0

I wrote a PHP script to pull tweets from the Twitter firehose and store them into a database. Ideally I want to just let it run so that it collects tweets over time, thus, it's wrapped in a while(1) loop.

This seems to be problematic because it's timing out. If I just run it in a browser, it won't run for more than 30 seconds before timing out and giving me a 324 Error.

Question: Is there a way that I can have it run for a certain amount of time (20 seconds), auto kill itself, then restart? All in a cron job (PS...I don't know how to write a cron job)?

Background: Site hosted on Godaddy.

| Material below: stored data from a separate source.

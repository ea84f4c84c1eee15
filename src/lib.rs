pub mod arena;
pub mod script;

pub use arena::Result as ArenaResult;
pub use arena::{Arena, ArenaError, Block, BlockId, BlockList, FreeOutcome};
pub use script::{Command, Program, ScriptError, NO_FIT};
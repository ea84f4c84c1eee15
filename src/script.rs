//! A tiny line-oriented language for driving an `Arena`.
//!
//! ```text
//! # comments and blank lines are skipped
//! malloc 20    # prints the base address, or -1 if nothing fits
//! free 0       # unknown or negative addresses are a no-op once anything is allocated
//! defrag
//! coalesce     # prints how many merges were made
//! print        # free list, then allocated list
//! ```

use std::io::Write;
use std::num::ParseIntError;
use std::str::FromStr;

use thiserror::Error;
use tracing::trace;

use crate::arena::{Arena, ArenaError, FreeOutcome};

/// Printed by `malloc` when no free block is large enough.
pub const NO_FIT: i64 = -1;

#[derive(Debug, Error)]
pub enum ScriptError {
    #[error("line {line}: unknown command `{command}`")]
    UnknownCommand { line: usize, command: String },
    #[error("line {line}: `{command}` expects a single number")]
    MissingOperand { line: usize, command: &'static str },
    #[error("line {line}: unexpected operand `{operand}`")]
    UnexpectedOperand { line: usize, operand: String },
    #[error("line {line}: invalid number `{operand}`")]
    BadOperand {
        line: usize,
        operand: String,
        #[source]
        source: ParseIntError,
    },
    #[error("line {line}: {source}")]
    Arena {
        line: usize,
        #[source]
        source: ArenaError,
    },
    #[error("failed to write output")]
    Io(#[from] std::io::Error),
}

#[derive(Debug, Clone, Copy, PartialEq, Eq)]
pub enum Command {
    Malloc(usize),
    Free(i64),
    Defrag,
    Coalesce,
    Print,
}

impl Command {
    /// Parse one line of a script, `Ok(None)` for blank lines and comments.
    pub fn parse(line: usize, text: &str) -> Result<Option<Self>, ScriptError> {
        let text = match text.split_once('#') {
            Some((code, _comment)) => code,
            None => text,
        };

        let mut words = text.split_whitespace();
        let Some(name) = words.next() else {
            return Ok(None);
        };

        let command = match name {
            "malloc" => Command::Malloc(operand(line, "malloc", words.next())?),
            "free" => Command::Free(operand(line, "free", words.next())?),
            "defrag" => Command::Defrag,
            "coalesce" => Command::Coalesce,
            "print" => Command::Print,
            _ => {
                return Err(ScriptError::UnknownCommand {
                    line,
                    command: name.to_string(),
                })
            }
        };

        if let Some(extra) = words.next() {
            return Err(ScriptError::UnexpectedOperand {
                line,
                operand: extra.to_string(),
            });
        }

        Ok(Some(command))
    }
}

fn operand<T>(line: usize, command: &'static str, word: Option<&str>) -> Result<T, ScriptError>
where
    T: FromStr<Err = ParseIntError>,
{
    let word = word.ok_or(ScriptError::MissingOperand { line, command })?;
    word.parse().map_err(|source| ScriptError::BadOperand {
        line,
        operand: word.to_string(),
        source,
    })
}

/// A parsed script, each command paired with the line it came from.
#[derive(Debug, Clone, Default, PartialEq, Eq)]
pub struct Program {
    commands: Vec<(usize, Command)>,
}

impl Program {
    pub fn parse(src: &str) -> Result<Self, ScriptError> {
        let mut commands = vec![];

        // lines are numbered from 1, like an editor would
        for (idx, text) in src.lines().enumerate() {
            if let Some(command) = Command::parse(idx + 1, text)? {
                commands.push((idx + 1, command));
            }
        }

        Ok(Self { commands })
    }

    pub fn commands(&self) -> impl Iterator<Item = &Command> + '_ {
        self.commands.iter().map(|(_, command)| command)
    }

    /// Run every command against `arena` in order, writing anything they print to `out`.
    ///
    /// Stops at the first failing command.
    pub fn execute<W: Write>(&self, arena: &mut Arena, out: &mut W) -> Result<(), ScriptError> {
        for &(line, command) in &self.commands {
            trace!(line, ?command, "executing");

            match command {
                Command::Malloc(length) => match arena.malloc(length) {
                    Some(address) => writeln!(out, "{address}")?,
                    None => writeln!(out, "{NO_FIT}")?,
                },
                Command::Free(address) => {
                    // nothing can start at a negative address, so those never match
                    let outcome = match usize::try_from(address) {
                        Ok(address) => arena.free(address),
                        Err(_) if arena.allocated_list().is_empty() => {
                            Err(ArenaError::EmptyAllocatedList)
                        }
                        Err(_) => Ok(FreeOutcome::NoMatch),
                    };
                    outcome.map_err(|source| ScriptError::Arena { line, source })?;
                }
                Command::Defrag => arena.defrag(),
                Command::Coalesce => {
                    let merges = arena.coalesce();
                    writeln!(out, "{merges}")?;
                }
                Command::Print => writeln!(out, "{arena}")?,
            }
        }

        Ok(())
    }
}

Would ideally like to run this on my hosting server there.

The Script:

<?php
    $start = time();
    $expAddress = "HOSTNAME";
    $expUser = "USERNAME";
    $expPwd = "PASSWORD";
    $database = "DBNAME";

    $opts = array(
        'http' => array(
            'method'    =>  "POST",
            'content'   =>  'keywords,go,here',
        )
    );

    // Open connection to stream
    $db = mysql_connect($expAddress, $expUser, $expPwd);
    mysql_select_db($database, $db);

    $context = stream_context_create($opts);
    while (1) {
        $instream = fopen('https://USERNAME:PASSWORD@stream.twitter.com/1/statuses/filter.json','r' ,false, $context);
        while(! feof($instream)) {

             if(time() - $start > 5) { // break after 5 seconds
                break;
             }


            if(! ($line = stream_get_line($instream, 100000, "\n"))) {
                continue;
            }
            else {
                $tweet = json_decode($line);

                // Clean before storing             

                            // LOTS OF VARIABLES FOR BELOW...REMOVED FOR READABILITY

                // Send to database
                $ok = mysql_query("INSERT INTO tweets 
                    (created_at, from_user, from_user_id, latitude, longitude, tweet_id, language_code, 
                            place_name, profile_img_url, source, text, retweet_count, followers_count,
                            friends_count, listed_count, favorites_count) 
                    VALUES 
                    (NOW(), '$from_user', '$from_user_id', '$latitude', '$longitude', '$tweet_id', '$language_code', 
                            '$place_name', '$profile_img_url', '$source', '$text', '$retweet_count', '$followers_count',
                            '$friends_count', '$listed_count', '$favorites_count')");

                if (!$ok) { echo "Mysql Error: ".mysql_error(); }

                flush();
            }
        }
    }
?>
Jon
  • 3,154
  • 13
  • 53
  • 96
  • Run this as a daemon via terminal. `php script.php` – datasage Mar 05 '13 at 21:46
  • How do I set it up as a daemon, and how can I run it in a terminal? Can I do that on my Godaddy hosting server? – Jon Mar 05 '13 at 21:47
  • You will need to execute your script from the terminal (shell) using a cron job, so you will need to learn about how to make them depending on your system – Abu Romaïssae Mar 05 '13 at 21:47
  • @Jon, if you have cPanel, you can add cronjobs from there, I'm not sure about Godaddy, but it should be there – Abu Romaïssae Mar 05 '13 at 21:48
  • @Jon if you can login via ssh yes, but its quite possible they might autokill a anything that runs too long. You will need to probably look at using an environment which you have more control. – datasage Mar 05 '13 at 21:49
  • Set the php-timeout *inside* the loop, setting the timeout will reset the timeout-counter, so, for example `set_time_limit(10);` inside your loop will allow each iteration to take up to 10 seconds – thaJeztah Mar 05 '13 at 21:49
  • @thaJeztah Or just set it to 0 at the start of the script. – datasage Mar 05 '13 at 21:51
  • The advantage of setting it inside the loop is that you'll have *some* control over timeouts. E.g. If the script is unable to connect to twitter it will not 'hang' indefinitely, but timeout after 10 seconds. – thaJeztah Mar 05 '13 at 21:53
  • And then you can sleep(20) seconds...and loop – Steward Godwin Jornsen Mar 05 '13 at 21:58

3 Answers3

3

You can have cron jobs run once a minute.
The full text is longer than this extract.